Question:
When the input data is "almost ordered", insertion sorting is very fast. In practice, we can use this feature to increase the speed of fast sorting. When fast sorting is called for a child array whose length is less than K, it is returned without any sorting. After a layer-by-layer Quick Sort call is returned, insert and sort the entire array to complete the sorting process. Proof: This sortingAlgorithmThe expected time complexity is O (NK + NLG (N/K )).
Solution:
Quicksort uses the insert sort method when recursion to an array with only a few elements. The improved quick sorting method is available in
Expected time = the expected time of the original fast sorting + the expected time of the insertion sorting method.
Here we still need to use the analysis method of Chapter 7.4 (Introduction to algorithms. The expected number of comparisons must be calculated for the quick ranking.
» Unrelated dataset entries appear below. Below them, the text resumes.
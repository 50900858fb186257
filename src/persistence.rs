// File: src/persistence.rs
//! Atomic cache and output writes.
//!
//! Every writer stages into a temporary file next to the destination and
//! renames it into place, so an aborted run never leaves a half-written
//! cache behind.

use crate::error::{AlignError, Result};
use serde::de::DeserializeOwned;
use serde::Serialize;
use std::fs::{self, File, OpenOptions};
use std::io::{BufReader, BufWriter, Write};
use std::path::{Path, PathBuf};
use tempfile::NamedTempFile;

/// Stages `write` into a temp file in the destination directory, then
/// renames it over `path`.
pub fn write_atomic<F>(path: &Path, write: F) -> Result<()>
where
    F: FnOnce(&mut BufWriter<&NamedTempFile>) -> Result<()>,
{
    let parent_dir = match path.parent() {
        Some(p) if !p.as_os_str().is_empty() => p,
        _ => Path::new("."),
    };
    fs::create_dir_all(parent_dir).map_err(|e| AlignError::io(parent_dir, e))?;

    let temp_file = NamedTempFile::new_in(parent_dir).map_err(|e| AlignError::io(parent_dir, e))?;
    {
        let mut writer = BufWriter::new(&temp_file);
        write(&mut writer)?;
        writer.flush().map_err(|e| AlignError::io(path, e))?;
    }
    temp_file.persist(path).map_err(|e| AlignError::io(path, e.error))?;
    Ok(())
}

pub fn save_bincode<T: Serialize>(value: &T, path: &Path) -> Result<()> {
    write_atomic(path, |writer| {
        bincode::serialize_into(writer, value)?;
        Ok(())
    })
}

pub fn load_bincode<T: DeserializeOwned>(path: &Path) -> Result<T> {
    let file = File::open(path).map_err(|e| AlignError::io(path, e))?;
    let reader = BufReader::new(file);
    Ok(bincode::deserialize_from(reader)?)
}

pub fn save_json<T: Serialize>(value: &T, path: &Path) -> Result<()> {
    write_atomic(path, |writer| {
        serde_json::to_writer_pretty(writer, value)?;
        Ok(())
    })
}

pub fn load_json<T: DeserializeOwned>(path: &Path) -> Result<T> {
    let file = File::open(path).map_err(|e| AlignError::io(path, e))?;
    Ok(serde_json::from_reader(BufReader::new(file))?)
}

/// Exclusive right to write one cache entry.
///
/// Backed by a `<entry>.lock` file created with `create_new` and holding
/// the writer's PID; a second writer for the same entry gets `CacheBusy`.
/// The lock file is removed on drop. A run killed before drop leaves the
/// lock behind; `break_stale` removes such a leftover before acquiring.
#[derive(Debug)]
pub struct WriteLease {
    lock_path: PathBuf,
}

impl WriteLease {
    pub fn acquire(entry: &Path, break_stale: bool) -> Result<Self> {
        let mut lock_name = entry.as_os_str().to_owned();
        lock_name.push(".lock");
        let lock_path = PathBuf::from(lock_name);
        if let Some(parent) = lock_path.parent() {
            fs::create_dir_all(parent).map_err(|e| AlignError::io(parent, e))?;
        }
        if break_stale && lock_path.exists() {
            let holder = fs::read_to_string(&lock_path).unwrap_or_default();
            tracing::warn!(
                "Breaking leftover lease {} (pid {})",
                lock_path.display(),
                holder.trim()
            );
            fs::remove_file(&lock_path).map_err(|e| AlignError::io(&lock_path, e))?;
        }
        match OpenOptions::new().write(true).create_new(true).open(&lock_path) {
            Ok(mut file) => {
                let lease = Self { lock_path };
                writeln!(file, "{}", std::process::id()).map_err(|e| AlignError::io(&lease.lock_path, e))?;
                Ok(lease)
            }
            Err(e) if e.kind() == std::io::ErrorKind::AlreadyExists => Err(AlignError::CacheBusy {
                path: entry.to_path_buf(),
                lock: lock_path,
            }),
            Err(e) => Err(AlignError::io(&lock_path, e)),
        }
    }
}

impl Drop for WriteLease {
    fn drop(&mut self) {
        if let Err(e) = fs::remove_file(&self.lock_path) {
            tracing::warn!("Failed to release lease {}: {}", self.lock_path.display(), e);
        }
    }
}

#[cfg(test)]
mod tests {
    use super::*;
    use std::collections::BTreeMap;

    #[test]
    fn bincode_round_trip() {
        let dir = tempfile::tempdir().unwrap();
        let path = dir.path().join("nested").join("value.bin");
        let mut value = BTreeMap::new();
        value.insert("dog".to_string(), vec![1u32, 4, 9]);
        save_bincode(&value, &path).unwrap();
        let loaded: BTreeMap<String, Vec<u32>> = load_bincode(&path).unwrap();
        assert_eq!(loaded, value);
    }

    #[test]
    fn failed_write_keeps_previous_file() {
        let dir = tempfile::tempdir().unwrap();
        let path = dir.path().join("out.json");
        save_json(&vec![1, 2, 3], &path).unwrap();

        let result = write_atomic(&path, |_| Err(AlignError::Config("boom".into())));
        assert!(result.is_err());
        let loaded: Vec<i32> = load_json(&path).unwrap();
        assert_eq!(loaded, vec![1, 2, 3]);
    }

    #[test]
    fn second_lease_is_refused_until_release() {
        let dir = tempfile::tempdir().unwrap();
        let entry = dir.path().join("index.bin");
        let lease = WriteLease::acquire(&entry, false).unwrap();
        assert!(matches!(WriteLease::acquire(&entry, false), Err(AlignError::CacheBusy { .. })));
        drop(lease);
        assert!(WriteLease::acquire(&entry, false).is_ok());
    }

    #[test]
    fn leftover_lock_names_itself_and_breaks_on_request() {
        let dir = tempfile::tempdir().unwrap();
        let entry = dir.path().join("index.bin");
        let lock = dir.path().join("index.bin.lock");
        fs::write(&lock, "4242\n").unwrap();

        let err = WriteLease::acquire(&entry, false).unwrap_err();
        assert!(matches!(&err, AlignError::CacheBusy { lock: l, .. } if *l == lock));
        assert!(err.to_string().contains("index.bin.lock"));

        let lease = WriteLease::acquire(&entry, true).unwrap();
        let pid = fs::read_to_string(&lock).unwrap();
        assert_eq!(pid.trim(), std::process::id().to_string());
        drop(lease);
        assert!(!lock.exists());
    }
}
Because the elements that are divided into the same small array K won't be compared in the quick row. So Xij only needs to calculate those I and j difference more than K-1 elements can be compared.
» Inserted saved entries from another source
/// The best-scoring row per (verse, source word). A defined score beats an
/// undefined one; among defined scores the higher wins and ties keep the
/// earlier row.
pub fn top_source_scores(table: &ScoreTable) -> Vec<TopSourceScore> {
    let mut best: IndexMap<(&str, &str), (&ScoreRow, Option<f64>)> = IndexMap::new();
    for row in &table.rows {
        let score = row.total_score();
        let key = (row.vref.as_str(), row.source.as_str());
        match best.get_mut(&key) {
            None => {
                best.insert(key, (row, score));
            }
            Some(current) => {
                let better = match (current.1, score) {
                    (None, Some(_)) => true,
                    (Some(old), Some(new)) => new > old,
                    _ => false,
                };
                if better {
                    *current = (row, score);
                }
            }
        }
    }

    best.into_values()
        .map(|(row, score)| TopSourceScore {
            vref: row.vref.clone(),
            source: row.source.clone(),
            target: row.target.clone(),
            total_score: score,
        })
        .collect()
}

/// Mean top-source score per verse, in corpus order.
///
/// A verse with no defined word score has no data. Such verses are trimmed
/// from the head and tail of the sequence; inside it they score 0.
pub fn verse_scores(rows: &[Row], top: &[TopSourceScore]) -> Vec<VerseScore> {
    let mut per_verse: FxHashMap<&str, (f64, usize, bool)> = FxHashMap::default();
    for entry in top {
        let slot = per_verse.entry(entry.vref.as_str()).or_insert((0.0, 0, false));
        slot.0 += entry.total_score.unwrap_or(0.0);
        slot.1 += 1;
        slot.2 |= entry.total_score.is_some();
    }

    let scores: Vec<(&str, Option<f64>)> = rows
        .iter()
        .map(|row| {
            let score = per_verse
                .get(row.vref.as_str())
                .filter(|(_, _, defined)| *defined)
                .map(|(sum, n, _)| sum / *n as f64);
            (row.vref.as_str(), score)
        })
        .collect();

    let Some(first) = scores.iter().position(|(_, s)| s.is_some()) else {
        return Vec::new();
    };
    let last = scores.iter().rposition(|(_, s)| s.is_some()).unwrap_or(first);

    scores[first..=last]
        .iter()
        .map(|(vref, score)| VerseScore { vref: vref.to_string(), total_score: score.unwrap_or(0.0) })
        .collect()
}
Define an element set zij = {zi, Zi + 1, ZJ}
Define a random indicator variable Xij = I {zi and ZJ are compared}
E [Xij] = Pr [Xij] = Pr {zi and ZJ are compared} = Pr {zi is the principal component of zij} + Pr {ZJ is the principal component of zij} = 2/ (J-I + 1) // because the two can be compared in the fast sorting, one of them must be the principal component
The expected number of comparisons in quick sorting. E [Xij] is
So the expected time for the fast sorting is O (NLG (N/K). Assume that the optimized fast sorting produces a small array size O (K), in eachThe size of O (k) is sorted by insert in decimal groups. The time complexity isO (K ^ 2 ),If there are a total of O (N/K) small arrays, the insertion sorting time is O (NK ),. The total time is O (NK + nlog (N/K )).